# 100% epoxy thinset



## sapotech101 (May 18, 2008)

Hi guys I'm doing a basement job were I seal the floor and walls with epoxy post construction. The h.o told me she was going to go with carpet from the beginning, now the job is almost done and she decides that she wants to do tile she will buy all material so i said OK but that will be an extra she said OK. well she went out to buy the thinset, tile, etc. well since the floor was seal for the carpet (originally) she went out and bought $4000.00 Worth of epoxy thinset special order so she cant return it. I had three tile guys go look at the job is 1200 sq ft with heated mats only in kit and bath two of them won't even touch it one of them will for $18000.00 That is 15.00 sq ft. I talked to other friends that basically told me the same thing. I got to know the lady and a feel bad telling her well you ether eat the material or you have to pay about 18000 for labor only. I told her it was a bad idea to put tile and that it was going to be expensive but she said she was OK with it will see how OK with it she is when i tell her the price. So i guess my question is what do you guys think about it is it really that bad or is every one just making a big deal about it. thanks


----------



## rbsremodeling (Nov 12, 2007)

A quote is a quote and a friend told you the same thing so its 18K. She is with it or not. Don't really see an issue here.:whistling


----------



## sapotech101 (May 18, 2008)

Well i guess what i mean is if its really that bad working with epoxy thinset 18000.00 bad


----------



## Mike Finley (Apr 28, 2004)

This stuff always ends up like this everytime. Customers buying the thinset? Where does it end?


----------



## Bud Cline (Feb 12, 2006)

One of two things must be happening here.

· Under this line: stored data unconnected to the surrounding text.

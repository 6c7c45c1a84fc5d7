use crate::ui::form::intent::FormIntent;
use crate::ui::form::state::{RsvpForm, RsvpStatus};
use crate::ui::mvi::Reducer;

pub struct FormReducer;

impl Reducer for FormReducer {
    type State = RsvpForm;
    type Intent = FormIntent;

    fn reduce(state: Self::State, intent: Self::Intent) -> Self::State {
        match intent {
            FormIntent::SetName(name) => RsvpForm { name, ..state },
            FormIntent::InsertChar(ch) => {
                let mut name = state.name;
                name.push(ch);
                RsvpForm { name, ..state }
            }
            FormIntent::Backspace => {
                let mut name = state.name;
                name.pop();
                RsvpForm { name, ..state }
            }
            FormIntent::IncrementGuests => RsvpForm {
                guests: state.guests.saturating_add(1),
                ..state
            },
            FormIntent::DecrementGuests => RsvpForm {
                guests: state.guests.saturating_sub(1).max(1),
                ..state
            },
            FormIntent::SelectStatus(choice) => RsvpForm {
                status: RsvpStatus::from(choice),
                ..state
            },
            FormIntent::Reset => RsvpForm::default(),
        }
    }
}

Either none of those guys have ever used epoxy thinset or they are trying to cut a fat hog.

My guess is the first suggestion and these guys have no epoxy thinset experience.

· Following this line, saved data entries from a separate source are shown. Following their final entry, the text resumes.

use std::time::{Duration, Instant};

use crate::themes::ThemeProfile;
use crate::ui::effects::confetti::{ConfettiBurst, ConfettiTrigger};
use crate::ui::form::RsvpChoice;
use crate::ui::toast::ToastKind;

const BURST_PARTICLES: u32 = 150;
const BURST_SPREAD: f32 = 70.0;
const BURST_ORIGINS: [(f32, f32); 3] = [(0.5, 0.7), (0.25, 0.75), (0.75, 0.75)];

#[derive(Debug, Clone, PartialEq, Eq)]
pub struct EffectTimings {
    pub celebration: Duration,
    pub redirect: Duration,
    pub maybe_notice: Duration,
    /// Offsets of the staggered confetti bursts, relative to the selection.
    pub burst_offsets: Vec<Duration>,
}

impl Default for EffectTimings {
    fn default() -> Self {
        Self {
            celebration: Duration::from_millis(2500),
            redirect: Duration::from_millis(2000),
            maybe_notice: Duration::from_millis(4000),
            burst_offsets: vec![
                Duration::ZERO,
                Duration::from_millis(200),
                Duration::from_millis(400),
            ],
        }
    }
}

#[derive(Debug, Clone, Copy, PartialEq, Eq)]
pub enum Overlay {
    /// Clapping hands after a Yes.
    Celebration,
    /// Airplane flying off after a No.
    Redirect,
}

#[derive(Debug, Clone, Copy, PartialEq, Eq, Default)]
pub struct OverlayFlags {
    pub celebration: bool,
    pub redirect: bool,
}

/// Toast request produced by a selection.
#[derive(Debug, Clone, PartialEq, Eq)]
pub struct Notice {
    pub message: String,
    pub kind: ToastKind,
    pub ttl: Duration,
}

#[derive(Debug, Clone, Copy, Default)]
struct OverlaySlot {
    window: Option<(Instant, Instant)>,
}

impl OverlaySlot {
    /// Arming replaces any pending deadline.
    fn arm(&mut self, now: Instant, duration: Duration) {
        self.window = Some((now, now + duration));
    }

    fn expire(&mut self, now: Instant) {
        if matches!(self.window, Some((_, until)) if now >= until) {
            self.window = None;
        }
    }

    fn progress(&self, now: Instant) -> Option<f32> {
        let (start, until) = self.window?;
        let total = until.saturating_duration_since(start).as_secs_f32();
        if total <= 0.0 {
            return Some(1.0);
        }
        let elapsed = now.saturating_duration_since(start).as_secs_f32();
        Some((elapsed / total).min(1.0))
    }
}

#[derive(Debug, Clone)]
struct ScheduledBurst {
    due: Instant,
    burst: ConfettiBurst,
}

/// Maps RSVP selections to timed effects and expires them.
#[derive(Debug, Clone)]
pub struct SelectionEffects {
    timings: EffectTimings,
    celebration: OverlaySlot,
    redirect: OverlaySlot,
    pending: Vec<ScheduledBurst>,
}

impl SelectionEffects {
    pub fn new(timings: EffectTimings) -> Self {
        Self {
            timings,
            celebration: OverlaySlot::default(),
            redirect: OverlaySlot::default(),
            pending: Vec::new(),
        }
    }

    pub fn timings(&self) -> &EffectTimings {
        &self.timings
    }

    /// Dispatch the effects for a selection. Re-selecting the same choice
    /// fires them again.
    pub fn on_select(
        &mut self,
        choice: RsvpChoice,
        profile: &ThemeProfile,
        now: Instant,
        trigger: &mut dyn ConfettiTrigger,
    ) -> Option<Notice> {
        match choice {
            RsvpChoice::Yes => {
                self.celebrate(profile, now, trigger);
                None
            }
            RsvpChoice::Maybe => Some(Notice {
                message: profile.maybe_note.to_string(),
                kind: ToastKind::Info,
                ttl: self.timings.maybe_notice,
            }),
            RsvpChoice::No => {
                tracing::debug!(target: "effects", "redirect overlay armed");
                self.redirect.arm(now, self.timings.redirect);
                None
            }
        }
    }

    /// Confetti bursts plus the celebration overlay.
    pub fn celebrate(
        &mut self,
        profile: &ThemeProfile,
        now: Instant,
        trigger: &mut dyn ConfettiTrigger,
    ) {
        tracing::debug!(
            target: "effects",
            bursts = self.timings.burst_offsets.len(),
            "celebration armed"
        );
        let colors = profile.palette.confetti();
        for (idx, offset) in self.timings.burst_offsets.iter().enumerate() {
            self.pending.push(ScheduledBurst {
                due: now + *offset,
                burst: ConfettiBurst {
                    particle_count: BURST_PARTICLES,
                    spread: BURST_SPREAD,
                    origin: BURST_ORIGINS[idx % BURST_ORIGINS.len()],
                    colors: colors.clone(),
                },
            });
        }
        self.celebration.arm(now, self.timings.celebration);
        self.fire_due(now, trigger);
    }

    /// Fire due bursts and clear expired overlays.
    pub fn tick(&mut self, now: Instant, trigger: &mut dyn ConfettiTrigger) {
        self.fire_due(now, trigger);
        self.celebration.expire(now);
        self.redirect.expire(now);
    }

    pub fn overlays(&self) -> OverlayFlags {
        OverlayFlags {
            celebration: self.celebration.window.is_some(),
            redirect: self.redirect.window.is_some(),
        }
    }

    pub fn is_active(&self, overlay: Overlay) -> bool {
        let flags = self.overlays();
        match overlay {
            Overlay::Celebration => flags.celebration,
            Overlay::Redirect => flags.redirect,
        }
    }

    /// Fraction of the overlay's window already elapsed, for animation.
    pub fn progress(&self, overlay: Overlay, now: Instant) -> Option<f32> {
        match overlay {
            Overlay::Celebration => self.celebration.progress(now),
            Overlay::Redirect => self.redirect.progress(now),
        }
    }

    pub fn pending_bursts(&self) -> usize {
        self.pending.len()
    }

    fn fire_due(&mut self, now: Instant, trigger: &mut dyn ConfettiTrigger) {
        let (due, later): (Vec<_>, Vec<_>) =
            std::mem::take(&mut self.pending).into_iter().partition(|b| b.due <= now);
        self.pending = later;
        for scheduled in due {
            trigger.burst(scheduled.burst, now);
        }
    }
}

Epoxy thinset is a non-issue. It is epoxy grout that kicks every one's ass. Epoxy thinset is not any different than using regular thinset mortar and shouldn't make a difference. They have never used it and they are confusing it with epoxy grout issues I would guess.

That price is really really high for a measly little 1200 square feet of tile. Get the price down where it belongs and go for it. BUT, use Portland cement grout when the time comes.


----------



## Bill_Vincent (Apr 6, 2005)

Maybe I'm missing something, but I'm assuming the epoxy thinset was bought due to the concrete being sealed??? If that's the case she wasted her money. The epoxy won't be able to bond to the concrete the way it should. It'll be bonding to the sealer, and guess what happens when the sealer lets go? That sealer needs to be mechanically removed before anything else. Once that's done, then normal latex thinset (and SLC) can be used for the heating wires and tile.

I have a feeling the reason for the prices might be because they're scared (and rightly so) of having to bond and bury the heating wires with the epoxy.


----------